Pai mata a filha de apenas um ano com sete facadas no interior do Piauí atualizada atualizada em: 21 de fevereiro de 2018 comentarios 0 comente agora rss RSS

Um homem identificado como Leonardo Daniel da Silva foi preso suspeito de matar a própria filha, uma criança de apenas um ano, no município de Pimenteiras, a 260 km de Teresina. Segundo informações da Delegacia Regional de Valença, a menina se chamava Nicole e foi morta com sete facadas.

De acordo com o delegado Daniel Araújo, titular da delegacia de Inhuma e que responde também por Pimenteiras, o suspeito tinha problemas psicológicos e já havia manifestado o desejo de matar a esposa, por não se conformar com o fim do relacionamento. “Ele contou que recentemente descobriu uma traição dela, e começou a pensar em matar a esposa. Nesse meio tempo, eles reataram, mas semana passada ela pediu para terminar novamente”, relata o delegado.

Diante da negativa da companheira em continuar com a relação, Leonardo alega ter tido um surto e, por isso, decidiu matar a esposa e a filha. Após ver o marido com um punhal, a mãe da criança fugiu para a casa de vizinhos e Leonardo ficou com a filha nos braços.

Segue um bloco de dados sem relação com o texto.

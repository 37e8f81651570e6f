//! Bit-Field Codec.
//!
//! Every immediate and register field the decoder produces goes through these two
//! primitives, so they are kept branch-light and total over their documented domain.

/// Extracts the inclusive bit range `[high:low]` from `word`, right-aligned.
///
/// # Arguments
///
/// * `word` - Source value (instruction words are passed zero-extended).
/// * `high` - Index of the most significant bit to keep (`< 64`).
/// * `low` - Index of the least significant bit to keep (`<= high`).
///
/// # Returns
///
/// The unsigned value of the selected field.
///
/// # Examples
///
/// ```
/// use rvpipe_core::common::extract_bits;
///
/// assert_eq!(extract_bits(0xFEED_FEED, 31, 16), 0xFEED);
/// assert_eq!(extract_bits(0b1011_0000, 7, 4), 0b1011);
/// ```
#[inline]
pub const fn extract_bits(word: u64, high: u32, low: u32) -> u64 {
    debug_assert!(high < 64 && high >= low);
    let width = high - low + 1;
    let mask = if width == 64 {
        u64::MAX
    } else {
        (1u64 << width) - 1
    };
    (word >> low) & mask
}

/// Sign-extends a 32-bit value from bit `sign_bit`.
///
/// Bits above `sign_bit` are filled with copies of it; when the sign bit is clear
/// they are cleared instead.
#[inline]
pub const fn sign_extend32(value: u32, sign_bit: u32) -> u32 {
    debug_assert!(sign_bit < 32);
    let shift = 31 - sign_bit;
    (((value << shift) as i32) >> shift) as u32
}

/// Sign-extends a 64-bit value from bit `sign_bit`.
///
/// # Arguments
///
/// * `value` - Raw field, only bits `[sign_bit:0]` are significant.
/// * `sign_bit` - Position of the sign bit (`< 64`).
///
/// # Examples
///
/// ```
/// use rvpipe_core::common::sign_extend64;
///
/// assert_eq!(sign_extend64(0x800, 11), 0xFFFF_FFFF_FFFF_F800);
/// assert_eq!(sign_extend64(0x7FF, 11), 0x7FF);
/// assert_eq!(sign_extend64(0xFFFF_F800, 11), 0xFFFF_FFFF_FFFF_F800);
/// ```
#[inline]
pub const fn sign_extend64(value: u64, sign_bit: u32) -> u64 {
    debug_assert!(sign_bit < 64);
    let shift = 63 - sign_bit;
    (((value << shift) as i64) >> shift) as u64
}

“Ele disse para ela escolher, ou ele matava ela, ou matava a Nicole e se matava depois. Quando a Polícia Militar chegou na casa, ele disse ter ficado muito nervoso e acabou matando a criança, mas desistiu de se matar depois”, conta o delegado Daniel Alves.

O casal morava no município de Valença, onde Leonardo fazia tratamento psicológico no Centro de Assistência Psicossocial (CAPS) do município. Em seu depoimento à Polícia, Leonardo relatou que estava em Pimenteiras na casa de familiares, local onde aconteceu o crime.

Um vídeo gravado por um morador de Pimenteiras, no momento em que Leonardo é preso, mostra a mãe saindo com a criança nos braços. A menina já estava desacordada. O corpo foi encaminhado para o necrotério do hospital do município.

Leonardo foi preso em flagrante e será indiciado por homicídio qualificado, quando não há possibilidade de defesa da vítima.